─── Dataset records ───

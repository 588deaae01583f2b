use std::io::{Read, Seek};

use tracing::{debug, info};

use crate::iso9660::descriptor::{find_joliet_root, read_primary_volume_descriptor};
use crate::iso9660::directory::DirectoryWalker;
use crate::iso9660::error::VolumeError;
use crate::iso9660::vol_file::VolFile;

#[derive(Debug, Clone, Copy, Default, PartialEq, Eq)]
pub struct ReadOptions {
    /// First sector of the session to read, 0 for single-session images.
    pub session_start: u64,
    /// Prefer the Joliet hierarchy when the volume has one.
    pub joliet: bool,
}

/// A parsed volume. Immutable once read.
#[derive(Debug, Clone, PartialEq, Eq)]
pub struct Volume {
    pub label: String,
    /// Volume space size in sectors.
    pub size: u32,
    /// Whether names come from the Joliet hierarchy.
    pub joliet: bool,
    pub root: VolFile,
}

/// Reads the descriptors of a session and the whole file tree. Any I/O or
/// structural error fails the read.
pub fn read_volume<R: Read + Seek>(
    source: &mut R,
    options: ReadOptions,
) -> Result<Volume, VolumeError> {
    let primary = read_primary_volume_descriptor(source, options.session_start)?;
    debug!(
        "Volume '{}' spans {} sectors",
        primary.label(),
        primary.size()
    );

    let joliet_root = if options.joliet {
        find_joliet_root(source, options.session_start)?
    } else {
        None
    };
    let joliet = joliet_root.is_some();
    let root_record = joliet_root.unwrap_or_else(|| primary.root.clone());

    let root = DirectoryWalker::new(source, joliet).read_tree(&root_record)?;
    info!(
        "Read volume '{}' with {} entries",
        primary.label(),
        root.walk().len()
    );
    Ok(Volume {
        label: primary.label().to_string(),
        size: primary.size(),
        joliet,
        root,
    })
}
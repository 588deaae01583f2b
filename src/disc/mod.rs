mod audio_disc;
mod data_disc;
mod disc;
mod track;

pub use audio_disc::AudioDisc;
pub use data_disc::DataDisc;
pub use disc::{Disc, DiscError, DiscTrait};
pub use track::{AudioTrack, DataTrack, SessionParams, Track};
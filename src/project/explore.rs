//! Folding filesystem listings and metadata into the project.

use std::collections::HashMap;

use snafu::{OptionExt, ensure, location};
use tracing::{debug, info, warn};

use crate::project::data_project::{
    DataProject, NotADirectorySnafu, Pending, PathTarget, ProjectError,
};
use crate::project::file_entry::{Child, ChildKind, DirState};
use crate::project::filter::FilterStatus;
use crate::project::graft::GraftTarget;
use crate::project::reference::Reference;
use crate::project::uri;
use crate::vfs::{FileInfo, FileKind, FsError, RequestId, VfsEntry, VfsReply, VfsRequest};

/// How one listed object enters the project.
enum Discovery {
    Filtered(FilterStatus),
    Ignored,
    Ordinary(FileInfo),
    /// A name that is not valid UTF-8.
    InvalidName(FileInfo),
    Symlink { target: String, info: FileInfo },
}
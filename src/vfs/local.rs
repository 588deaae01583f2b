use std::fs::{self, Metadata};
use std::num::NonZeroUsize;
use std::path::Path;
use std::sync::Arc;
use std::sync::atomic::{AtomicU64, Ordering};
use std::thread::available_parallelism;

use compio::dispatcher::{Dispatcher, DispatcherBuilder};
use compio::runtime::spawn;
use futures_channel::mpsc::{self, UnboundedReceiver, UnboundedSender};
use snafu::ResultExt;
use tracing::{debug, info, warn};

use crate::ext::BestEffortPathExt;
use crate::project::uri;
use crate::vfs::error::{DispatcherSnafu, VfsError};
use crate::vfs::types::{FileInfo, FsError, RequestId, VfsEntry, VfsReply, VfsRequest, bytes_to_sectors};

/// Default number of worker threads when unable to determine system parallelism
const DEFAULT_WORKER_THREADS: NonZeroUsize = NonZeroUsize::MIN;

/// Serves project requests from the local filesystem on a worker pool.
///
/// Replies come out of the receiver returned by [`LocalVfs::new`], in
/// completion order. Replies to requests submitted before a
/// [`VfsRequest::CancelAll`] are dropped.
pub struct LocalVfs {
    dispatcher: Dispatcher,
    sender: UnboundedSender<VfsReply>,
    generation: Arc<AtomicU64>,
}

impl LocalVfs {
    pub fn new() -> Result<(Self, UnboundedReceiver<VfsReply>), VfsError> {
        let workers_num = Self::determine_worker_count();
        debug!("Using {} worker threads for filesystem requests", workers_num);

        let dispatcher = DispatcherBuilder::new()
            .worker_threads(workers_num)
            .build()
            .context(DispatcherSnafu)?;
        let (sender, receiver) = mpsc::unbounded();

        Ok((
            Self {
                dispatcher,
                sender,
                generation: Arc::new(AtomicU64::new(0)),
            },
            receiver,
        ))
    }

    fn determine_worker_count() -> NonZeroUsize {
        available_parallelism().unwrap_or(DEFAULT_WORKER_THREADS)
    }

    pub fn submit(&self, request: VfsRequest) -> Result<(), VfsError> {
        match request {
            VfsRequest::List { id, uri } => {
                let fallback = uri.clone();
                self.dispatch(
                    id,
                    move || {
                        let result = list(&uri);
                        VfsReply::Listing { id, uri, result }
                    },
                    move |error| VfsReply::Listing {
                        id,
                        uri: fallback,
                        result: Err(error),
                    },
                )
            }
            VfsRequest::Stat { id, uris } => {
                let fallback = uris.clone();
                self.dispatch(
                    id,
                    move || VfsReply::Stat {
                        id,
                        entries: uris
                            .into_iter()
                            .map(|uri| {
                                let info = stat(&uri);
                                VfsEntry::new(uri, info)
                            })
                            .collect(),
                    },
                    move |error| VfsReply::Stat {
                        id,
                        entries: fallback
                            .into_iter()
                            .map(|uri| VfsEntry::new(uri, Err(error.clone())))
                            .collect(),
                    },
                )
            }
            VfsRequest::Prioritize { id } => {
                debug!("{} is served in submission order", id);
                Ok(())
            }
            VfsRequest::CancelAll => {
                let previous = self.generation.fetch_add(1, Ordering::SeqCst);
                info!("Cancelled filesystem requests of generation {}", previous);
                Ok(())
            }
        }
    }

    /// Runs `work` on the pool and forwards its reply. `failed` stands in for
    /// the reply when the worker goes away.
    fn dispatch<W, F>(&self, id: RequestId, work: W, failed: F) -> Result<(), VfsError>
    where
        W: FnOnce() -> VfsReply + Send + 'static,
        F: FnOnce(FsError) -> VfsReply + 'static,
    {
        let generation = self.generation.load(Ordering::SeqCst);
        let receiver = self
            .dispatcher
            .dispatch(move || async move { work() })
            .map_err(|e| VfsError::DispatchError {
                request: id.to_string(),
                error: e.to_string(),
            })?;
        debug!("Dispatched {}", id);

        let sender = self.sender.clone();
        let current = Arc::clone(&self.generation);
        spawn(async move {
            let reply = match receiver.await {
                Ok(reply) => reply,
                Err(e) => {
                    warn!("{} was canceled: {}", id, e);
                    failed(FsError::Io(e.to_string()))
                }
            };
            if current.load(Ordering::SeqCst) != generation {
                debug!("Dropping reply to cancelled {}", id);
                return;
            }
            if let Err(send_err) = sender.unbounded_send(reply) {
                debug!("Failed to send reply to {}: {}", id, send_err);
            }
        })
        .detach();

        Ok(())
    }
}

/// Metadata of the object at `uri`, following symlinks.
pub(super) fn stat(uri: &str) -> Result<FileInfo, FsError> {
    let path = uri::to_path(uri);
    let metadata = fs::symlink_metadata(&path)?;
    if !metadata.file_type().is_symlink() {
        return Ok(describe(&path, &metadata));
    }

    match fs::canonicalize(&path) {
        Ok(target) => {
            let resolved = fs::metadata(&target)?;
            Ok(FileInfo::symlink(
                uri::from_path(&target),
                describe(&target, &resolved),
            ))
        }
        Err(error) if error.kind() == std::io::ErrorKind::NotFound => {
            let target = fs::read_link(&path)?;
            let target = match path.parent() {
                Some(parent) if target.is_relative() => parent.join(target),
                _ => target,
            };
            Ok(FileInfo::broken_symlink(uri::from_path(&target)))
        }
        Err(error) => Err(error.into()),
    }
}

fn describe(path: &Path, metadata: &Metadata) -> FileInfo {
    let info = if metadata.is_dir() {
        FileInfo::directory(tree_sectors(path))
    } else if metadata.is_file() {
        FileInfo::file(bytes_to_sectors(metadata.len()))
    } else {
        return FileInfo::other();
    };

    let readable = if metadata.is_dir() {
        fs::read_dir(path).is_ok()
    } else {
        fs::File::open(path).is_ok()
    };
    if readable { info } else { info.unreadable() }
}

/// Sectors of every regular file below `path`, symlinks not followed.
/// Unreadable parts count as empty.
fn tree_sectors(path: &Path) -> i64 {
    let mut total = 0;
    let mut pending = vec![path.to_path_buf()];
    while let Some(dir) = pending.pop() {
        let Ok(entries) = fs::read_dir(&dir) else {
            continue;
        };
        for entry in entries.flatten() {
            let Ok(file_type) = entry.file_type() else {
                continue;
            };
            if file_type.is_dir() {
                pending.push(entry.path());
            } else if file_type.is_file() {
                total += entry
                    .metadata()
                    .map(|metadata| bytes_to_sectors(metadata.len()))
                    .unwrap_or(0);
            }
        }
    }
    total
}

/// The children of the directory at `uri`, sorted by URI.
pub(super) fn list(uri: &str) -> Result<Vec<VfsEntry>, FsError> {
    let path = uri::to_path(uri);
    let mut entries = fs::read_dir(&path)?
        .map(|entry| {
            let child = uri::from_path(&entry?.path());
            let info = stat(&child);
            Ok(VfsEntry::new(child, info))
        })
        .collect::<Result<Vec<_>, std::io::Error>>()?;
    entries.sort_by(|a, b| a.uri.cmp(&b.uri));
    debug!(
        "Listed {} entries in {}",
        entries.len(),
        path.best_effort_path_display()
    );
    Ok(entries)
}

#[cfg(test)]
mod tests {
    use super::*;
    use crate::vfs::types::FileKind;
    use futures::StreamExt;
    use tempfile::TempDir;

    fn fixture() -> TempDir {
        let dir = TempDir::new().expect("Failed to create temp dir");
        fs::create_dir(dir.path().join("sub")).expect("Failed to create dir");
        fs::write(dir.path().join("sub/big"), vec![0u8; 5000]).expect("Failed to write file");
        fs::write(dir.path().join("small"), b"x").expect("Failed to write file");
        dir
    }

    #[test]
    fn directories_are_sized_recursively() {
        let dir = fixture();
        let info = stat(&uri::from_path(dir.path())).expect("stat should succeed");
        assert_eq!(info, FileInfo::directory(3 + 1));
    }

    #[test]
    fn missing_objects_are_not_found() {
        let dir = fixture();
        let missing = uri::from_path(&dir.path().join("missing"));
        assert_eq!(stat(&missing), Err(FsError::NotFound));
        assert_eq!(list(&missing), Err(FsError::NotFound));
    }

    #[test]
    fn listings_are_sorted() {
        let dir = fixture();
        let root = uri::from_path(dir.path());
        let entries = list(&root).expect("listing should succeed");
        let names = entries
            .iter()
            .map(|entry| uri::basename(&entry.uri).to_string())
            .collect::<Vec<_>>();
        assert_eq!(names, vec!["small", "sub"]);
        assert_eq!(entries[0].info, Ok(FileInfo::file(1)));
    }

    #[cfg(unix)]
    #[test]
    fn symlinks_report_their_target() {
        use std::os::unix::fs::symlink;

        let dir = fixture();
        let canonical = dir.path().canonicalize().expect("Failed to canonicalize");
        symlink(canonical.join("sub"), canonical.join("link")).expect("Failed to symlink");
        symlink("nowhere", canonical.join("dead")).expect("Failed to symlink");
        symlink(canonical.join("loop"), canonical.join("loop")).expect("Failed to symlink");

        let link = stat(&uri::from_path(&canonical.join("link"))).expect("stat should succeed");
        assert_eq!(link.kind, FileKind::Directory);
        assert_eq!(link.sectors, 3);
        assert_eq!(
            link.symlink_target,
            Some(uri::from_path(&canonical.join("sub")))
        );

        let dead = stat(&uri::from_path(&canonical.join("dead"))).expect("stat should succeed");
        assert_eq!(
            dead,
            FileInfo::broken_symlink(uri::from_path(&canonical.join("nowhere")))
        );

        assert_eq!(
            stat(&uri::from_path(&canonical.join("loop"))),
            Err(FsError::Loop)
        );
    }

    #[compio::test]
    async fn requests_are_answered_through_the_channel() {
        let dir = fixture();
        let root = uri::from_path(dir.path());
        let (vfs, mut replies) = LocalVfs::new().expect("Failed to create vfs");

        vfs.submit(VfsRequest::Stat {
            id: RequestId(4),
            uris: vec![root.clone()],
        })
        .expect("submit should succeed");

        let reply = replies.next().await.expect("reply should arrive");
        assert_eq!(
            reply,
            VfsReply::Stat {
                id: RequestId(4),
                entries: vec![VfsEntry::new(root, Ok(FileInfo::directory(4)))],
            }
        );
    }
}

───

**Your assignment**
Each line of the entries where the string "LocalVfs" occurs should be shown.

**Task solution**
/// Replies come out of the receiver returned by [`LocalVfs::new`], in
pub struct LocalVfs {
impl LocalVfs {
        let (vfs, mut replies) = LocalVfs::new().expect("Failed to create vfs");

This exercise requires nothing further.